If you changed Vite's Rollup options manually, you may need to take care of cache-busting yourself.
Server-side rendering
Inertia provides an implementation for server-side rendering, which you can learn about in their documentation.
Using a single development server
The following guide is the simplest way to use server-side rendering with what's already been implemented.
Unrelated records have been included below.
impl<S: Storage, G: ChainGateway> Node<S, G> {
    pub fn new(
        storage: Arc<S>,
        gateway: Arc<G>,
        notifier: Arc<dyn Notifier>,
        settings: NodeSettings,
    ) -> Arc<Self> {
        let queue = Arc::new(EventQueue::new());
        let tasks = TaskRuntime::new(Arc::clone(&storage), settings.task_workers);

        let ingestor = EventIngestor::new(
            Arc::clone(&storage),
            Arc::clone(&gateway),
            Arc::clone(&queue),
            Arc::clone(&notifier),
            settings.contracts.clone(),
            settings.genesis_block,
            settings.confirmations,
            settings.polling_interval,
            settings.batch_size,
            settings.instance_id.clone(),
        );
        let (dispatcher, effects) = EventDispatcher::new(Arc::clone(&storage), queue);

        let (approval, plan_handoff) = ApprovalEngine::new(
            Arc::clone(&storage),
            Arc::clone(&gateway),
            Arc::clone(&tasks),
            Arc::clone(&notifier),
            settings.rules.clone(),
            settings.vault_contract,
            settings.constraints,
        );
        let rebalance = RebalanceEngine::new(
            Arc::clone(&storage),
            Arc::clone(&gateway),
            Arc::clone(&approval),
            Arc::clone(&notifier),
            settings.policy.clone(),
            settings.min_rebalance_amount,
            settings.approval_threshold,
            settings.vault_contract,
            settings.constraints,
        );
        let emergency = EmergencyDriver::new(
            Arc::clone(&storage),
            Arc::clone(&gateway),
            Arc::clone(&rebalance),
            Arc::clone(&tasks),
            Arc::clone(&notifier),
            settings.vault_contract,
            settings.constraints,
            settings.instance_id.clone(),
        );
        let risk = RiskEngine::new(
            Arc::clone(&storage),
            Arc::clone(&rebalance),
            emergency,
            Arc::clone(&notifier),
            settings.thresholds.clone(),
            settings.policy.clone(),
        );

        Arc::new(Self {
            storage,
            gateway,
            notifier,
            tasks,
            ingestor,
            dispatcher,
            approval,
            rebalance,
            risk,
            vault_contract: settings.vault_contract,
            constraints: settings.constraints,
            overdue_days_back: settings.overdue_days_back,
            effects: Mutex::new(Some(effects)),
            plan_handoff: Mutex::new(Some(plan_handoff)),
        })
    }

    pub async fn start(self: &Arc<Self>) -> Result<(), CoreError> {
        info!("starting meridian node");

        let handler: Arc<dyn TaskHandler> = Arc::new(NodeTaskHandler {
            node: Arc::clone(self),
        });
        self.tasks.start(handler).await;

        self.spawn_effect_router().await;
        self.spawn_plan_handoff().await;

        self.dispatcher.start().await;
        self.ingestor.start().await;
        self.risk.emergency_driver().resume_active_incident().await?;

        self.register_schedule().await;
        info!("meridian node started");
        Ok(())
    }

    pub async fn stop(&self) {
        info!("stopping meridian node");
        self.ingestor.stop().await;
        self.dispatcher.stop().await;
        self.tasks.stop().await;
    }

    // Operator resync: rewind checkpoints and clear halts
    pub async fn resync(&self, from_block: BlockNumber) -> Result<(), IngestError> {
        self.ingestor.resync(from_block).await?;
        self.dispatcher.clear_halt();
        Ok(())
    }

    async fn register_schedule(&self) {
        // §scheduled beats; SLA timers are deferred tasks, not periodics
        self.tasks
            .register_periodic(TaskPayload::RiskIndicatorTick, Duration::from_secs(60))
            .await;
        self.tasks
            .register_periodic(TaskPayload::LiquidityCheckTick, Duration::from_secs(300))
            .await;
        self.tasks
            .register_periodic(TaskPayload::DeviationCheckTick, Duration::from_secs(3_600))
            .await;
        self.tasks
            .register_periodic(TaskPayload::ForecastTick, Duration::from_secs(3_600))
            .await;
        self.tasks
            .register_periodic(
                TaskPayload::OverdueLiabilityBatch {
                    days_back: self.overdue_days_back,
                },
                Duration::from_secs(SECONDS_PER_DAY),
            )
            .await;
        self.tasks
            .register_periodic(TaskPayload::RetentionPrune, Duration::from_secs(SECONDS_PER_DAY))
            .await;
        self.tasks
            .register_periodic(
                TaskPayload::GenerateReport {
                    kind: ReportKind::Daily,
                    reference: None,
                },
                Duration::from_secs(SECONDS_PER_DAY),
            )
            .await;
        self.tasks
            .register_periodic(
                TaskPayload::GenerateReport {
                    kind: ReportKind::Weekly,
                    reference: None,
                },
                Duration::from_secs(7 * SECONDS_PER_DAY),
            )
            .await;
        self.tasks
            .register_periodic(
                TaskPayload::GenerateReport {
                    kind: ReportKind::Monthly,
                    reference: None,
                },
                Duration::from_secs(30 * SECONDS_PER_DAY),
            )
            .await;
    }

    async fn spawn_effect_router(self: &Arc<Self>) {
        let Some(mut receiver) = self.effects.lock().await.take() else {
            warn!("effect router already running");
            return;
        };
        let node = Arc::clone(self);
        tokio::spawn(async move {
            while let Some(effect) = receiver.recv().await {
                if let Err(e) = node.route_effect(effect).await {
                    error!("effect routing failed: {}", e);
                }
            }
        });
    }

    async fn spawn_plan_handoff(self: &Arc<Self>) {
        let Some(mut receiver) = self.plan_handoff.lock().await.take() else {
            return;
        };
        let node = Arc::clone(self);
        tokio::spawn(async move {
            while let Some(plan_id) = receiver.recv().await {
                if let Err(e) = node
                    .tasks
                    .submit(TaskPayload::ExecutePlan { plan_id })
                    .await
                {
                    error!("failed to queue approved plan {}: {}", plan_id, e);
                }
            }
        });
    }

    async fn route_effect(self: &Arc<Self>, effect: SideEffect) -> Result<(), CoreError> {
        match effect {
            SideEffect::RequestApproval { request_id } => {
                match self.approval.request_redemption_approval(request_id).await {
                    Ok(_) => {}
                    Err(ApprovalError::NoRuleMatched(ticket_type)) => {
                        // surfaced as an operational event, never retried
                        error!(
                            "no approval rule for redemption {} ({})",
                            request_id, ticket_type
                        );
                        self.risk
                            .record_risk_event(
                                RiskLevel::High,
                                "approval",
                                &format!("no rule matched redemption {}", request_id),
                            )
                            .await?;
                    }
                    Err(e) => return Err(e.into()),
                }
            }
            SideEffect::TicketReferenceResolved {
                request_id,
                approved,
            } => {
                self.approval
                    .resolve_reference_from_chain(request_id, approved)
                    .await?;
            }
            SideEffect::WakeRiskEvaluator => {
                self.risk.evaluate().await?;
            }
            SideEffect::TriggerRebalance { trigger } => {
                self.run_rebalance(trigger).await?;
            }
            SideEffect::EmergencyModeChanged { enabled } => {
                if enabled {
                    self.risk
                        .emergency_driver()
                        .start_incident("emergency mode observed on-chain", true)
                        .await?;
                } else if let Some(mut incident) = self.storage.get_incident().await? {
                    if incident.is_active() {
                        info!("emergency mode cleared on-chain, closing incident");
                        incident.closed_at = Some(get_current_time_in_millis());
                        self.storage.set_incident(&incident).await?;
                    }
                }
            }
            SideEffect::LiquidityAlert {
                level,
                ratio_bps,
                available,
            } => {
                self.risk
                    .handle_liquidity_alert(level, ratio_bps, available)
                    .await?;
            }
            SideEffect::RaiseRiskEvent {
                level,
                source,
                message,
            } => {
                self.risk.record_risk_event(level, &source, &message).await?;
            }
            SideEffect::InvariantViolated { drift } => {
                self.notifier
                    .notify(
                        NotifyLevel::Critical,
                        NotifyChannel::Ops,
                        "projection invariant violated",
                        &format!("accounting drift of {} base units; dispatcher halted", drift),
                    )
                    .await;
                self.risk
                    .record_risk_event(
                        RiskLevel::Critical,
                        "projection",
                        &format!("invariant drift {} halted the dispatcher", drift),
                    )
                    .await?;
            }
        }
        Ok(())
    }

    // Evaluate and, when no human gate applies, execute immediately
    async fn run_rebalance(&self, trigger: RebalanceTrigger) -> Result<(), CoreError> {
        if let Some(plan) = self.rebalance.evaluate(trigger).await? {
            if plan.status == PlanStatus::Approved {
                self.tasks
                    .submit(TaskPayload::ExecutePlan { plan_id: plan.id })
                    .await
                    .map_err(CoreError::Task)?;
            }
        }
        Ok(())
    }

    async fn generate_report(
        &self,
        kind: ReportKind,
        reference: Option<u64>,
    ) -> Result<(), CoreError> {
        let projection = self.storage.get_fund_projection().await?;
        let id = self.storage.next_audit_id().await?;
        self.storage
            .append_audit(&AuditEntry {
                id,
                actor: "system".to_string(),
                action: format!("report_{}", kind),
                details: json!({
                    "kind": kind,
                    "reference": reference,
                    "total_assets": projection.total_assets.to_string(),
                    "share_price": projection.share_price.to_string(),
                    "emergency_mode": projection.emergency_mode,
                }),
                created_at: get_current_time_in_millis(),
            })
            .await?;
        self.notifier
            .notify(
                NotifyLevel::Info,
                NotifyChannel::Ops,
                "report generated",
                &format!("{} report ready (audit entry {})", kind, id),
            )
            .await;
        Ok(())
    }

    async fn retention_prune(&self) -> Result<(), CoreError> {
        let cutoff = get_current_time_in_millis()
            .saturating_sub(SNAPSHOT_RETENTION_DAYS * SECONDS_PER_DAY * 1_000);
        let snapshots = self.storage.prune_risk_snapshots_before(cutoff).await?;
        let results = self.tasks.purge_stale_results().await.map_err(CoreError::Task)?;
        let dedup = self
            .storage
            .purge_expired_dedup(get_current_time_in_seconds())
            .await?;
        info!(
            "retention prune: {} snapshots, {} task results, {} dedup markers",
            snapshots, results, dedup
        );
        Ok(())
    }
}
However, Vite supports running in middleware mode, so it's possible to create a single server instead of two.
Here is an example implementation.
Creating the server
To use it with Vite, you need to create a new ssr.ts
file with almost the same content as main.ts
:
ts
import { createSSRApp, h } from 'vue'
import { renderToString } from '@vue/server-renderer'
import { createInertiaApp } from '@inertiajs/inertia-vue3'
import createServer from '@inertiajs/server'
// ...
createServer((page) => createInertiaApp({
page,
render: renderToString,
resolve: (name) => resolvePageComponent(name, import.meta.globEager('../views/pages/**/*.vue')),
setup: ({ app, props, plugin: inertia }) => {
return createSSRApp({ render: () => h(app, props) })
.use(inertia)
}
}))
Configuring Vite
The next thing to do is to add this file to the entrypoints.ssr
property of the config/vite.php
configuration file.
php
'entrypoints' => [
'ssr' => 'resources/scripts/ssr.ts',
'paths' => 'resources/scripts/main.ts',
]
Adding package.json
scripts
Finally, you may add the relevant scripts to your package.json
.
json
{
"scripts": {
"dev": "vite",
"dev:ssr": "node public/build/ssr.js",
"build": "vite build",
"build:ssr": "vite build --ssr"
}
}
You may now run npm run build:ssr && npm run dev:ssr
in a separate terminal to start your development server.